◆ **WORK ITEM**: Copy each line of the records that contains the word "IntoResponse".

◆ **MATERIAL SHOWN**:
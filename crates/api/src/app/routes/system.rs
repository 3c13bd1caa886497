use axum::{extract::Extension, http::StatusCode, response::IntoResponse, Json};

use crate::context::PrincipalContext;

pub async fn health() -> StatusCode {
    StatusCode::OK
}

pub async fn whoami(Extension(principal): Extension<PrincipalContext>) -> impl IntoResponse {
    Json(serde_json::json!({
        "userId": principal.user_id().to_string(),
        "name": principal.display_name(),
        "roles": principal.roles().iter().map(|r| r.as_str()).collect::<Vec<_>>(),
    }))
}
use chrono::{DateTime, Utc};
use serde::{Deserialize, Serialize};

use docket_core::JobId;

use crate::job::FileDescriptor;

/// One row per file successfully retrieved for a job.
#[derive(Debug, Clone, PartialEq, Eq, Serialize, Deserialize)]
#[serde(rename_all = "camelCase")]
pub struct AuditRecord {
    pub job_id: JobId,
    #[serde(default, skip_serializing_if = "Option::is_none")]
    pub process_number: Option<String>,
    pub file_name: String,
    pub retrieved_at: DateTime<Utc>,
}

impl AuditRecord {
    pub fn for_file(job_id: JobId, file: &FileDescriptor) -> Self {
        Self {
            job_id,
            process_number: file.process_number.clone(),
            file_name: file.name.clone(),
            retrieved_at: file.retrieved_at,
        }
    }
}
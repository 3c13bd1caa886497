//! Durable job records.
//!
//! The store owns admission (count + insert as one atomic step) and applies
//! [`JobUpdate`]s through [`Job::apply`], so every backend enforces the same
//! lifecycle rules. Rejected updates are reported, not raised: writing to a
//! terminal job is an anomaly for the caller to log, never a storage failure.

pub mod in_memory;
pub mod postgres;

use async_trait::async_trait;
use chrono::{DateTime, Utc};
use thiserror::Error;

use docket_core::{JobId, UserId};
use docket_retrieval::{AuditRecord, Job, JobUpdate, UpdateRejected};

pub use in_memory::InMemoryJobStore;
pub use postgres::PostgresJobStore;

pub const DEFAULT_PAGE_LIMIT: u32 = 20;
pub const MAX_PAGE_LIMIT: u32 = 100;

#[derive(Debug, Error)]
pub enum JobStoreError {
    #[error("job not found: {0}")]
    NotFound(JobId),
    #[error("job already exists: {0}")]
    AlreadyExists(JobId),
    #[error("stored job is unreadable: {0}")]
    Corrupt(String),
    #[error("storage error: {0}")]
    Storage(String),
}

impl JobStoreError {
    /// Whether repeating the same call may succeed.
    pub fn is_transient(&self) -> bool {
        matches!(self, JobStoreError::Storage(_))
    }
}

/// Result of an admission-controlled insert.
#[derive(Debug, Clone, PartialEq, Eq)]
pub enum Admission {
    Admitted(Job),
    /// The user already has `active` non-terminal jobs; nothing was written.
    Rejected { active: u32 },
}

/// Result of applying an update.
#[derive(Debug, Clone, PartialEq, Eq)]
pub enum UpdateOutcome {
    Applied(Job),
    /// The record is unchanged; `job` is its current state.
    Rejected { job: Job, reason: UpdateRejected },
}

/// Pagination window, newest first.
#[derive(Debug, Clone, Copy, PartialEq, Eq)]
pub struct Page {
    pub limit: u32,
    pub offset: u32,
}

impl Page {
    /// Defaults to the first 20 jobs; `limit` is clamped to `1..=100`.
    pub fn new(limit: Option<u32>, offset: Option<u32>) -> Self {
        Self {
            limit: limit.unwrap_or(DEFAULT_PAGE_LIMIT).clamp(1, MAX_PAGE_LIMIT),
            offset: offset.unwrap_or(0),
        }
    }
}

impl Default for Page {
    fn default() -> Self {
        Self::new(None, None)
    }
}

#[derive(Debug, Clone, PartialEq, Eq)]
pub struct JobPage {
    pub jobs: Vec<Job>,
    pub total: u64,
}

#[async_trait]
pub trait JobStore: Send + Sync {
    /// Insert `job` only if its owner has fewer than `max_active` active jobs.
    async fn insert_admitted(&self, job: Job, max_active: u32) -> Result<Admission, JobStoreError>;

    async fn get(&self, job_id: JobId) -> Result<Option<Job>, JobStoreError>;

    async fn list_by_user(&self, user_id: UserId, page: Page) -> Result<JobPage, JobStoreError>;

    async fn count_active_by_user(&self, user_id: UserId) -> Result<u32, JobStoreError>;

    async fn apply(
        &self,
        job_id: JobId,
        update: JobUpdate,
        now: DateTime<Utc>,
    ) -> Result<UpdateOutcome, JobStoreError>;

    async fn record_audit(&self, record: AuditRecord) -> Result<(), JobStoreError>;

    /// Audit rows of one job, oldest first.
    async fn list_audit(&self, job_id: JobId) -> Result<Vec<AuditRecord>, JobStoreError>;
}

==

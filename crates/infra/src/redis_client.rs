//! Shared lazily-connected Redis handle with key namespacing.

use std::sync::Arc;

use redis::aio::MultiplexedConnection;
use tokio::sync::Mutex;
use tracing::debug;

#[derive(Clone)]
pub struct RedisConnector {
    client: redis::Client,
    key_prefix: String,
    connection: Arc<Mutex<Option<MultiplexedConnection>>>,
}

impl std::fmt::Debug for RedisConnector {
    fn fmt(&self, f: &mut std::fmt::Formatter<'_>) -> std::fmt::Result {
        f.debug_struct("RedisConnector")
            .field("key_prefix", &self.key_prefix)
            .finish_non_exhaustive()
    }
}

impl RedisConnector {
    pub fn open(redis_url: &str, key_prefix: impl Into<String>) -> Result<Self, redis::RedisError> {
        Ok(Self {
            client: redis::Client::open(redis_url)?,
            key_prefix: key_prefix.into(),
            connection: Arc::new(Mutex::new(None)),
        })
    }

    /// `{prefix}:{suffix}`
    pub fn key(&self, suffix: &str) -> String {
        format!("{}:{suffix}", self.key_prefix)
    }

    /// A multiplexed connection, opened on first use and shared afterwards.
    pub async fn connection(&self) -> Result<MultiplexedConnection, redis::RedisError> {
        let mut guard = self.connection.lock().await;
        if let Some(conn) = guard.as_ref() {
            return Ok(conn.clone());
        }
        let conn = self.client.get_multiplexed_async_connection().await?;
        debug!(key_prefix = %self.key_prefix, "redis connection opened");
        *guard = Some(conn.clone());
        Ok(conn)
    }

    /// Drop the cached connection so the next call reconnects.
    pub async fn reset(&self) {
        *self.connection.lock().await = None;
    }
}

◆ **OUTPUT FOR THIS TASK**:
use axum::{extract::Extension, http::StatusCode, response::IntoResponse, Json};
pub async fn whoami(Extension(principal): Extension<PrincipalContext>) -> impl IntoResponse {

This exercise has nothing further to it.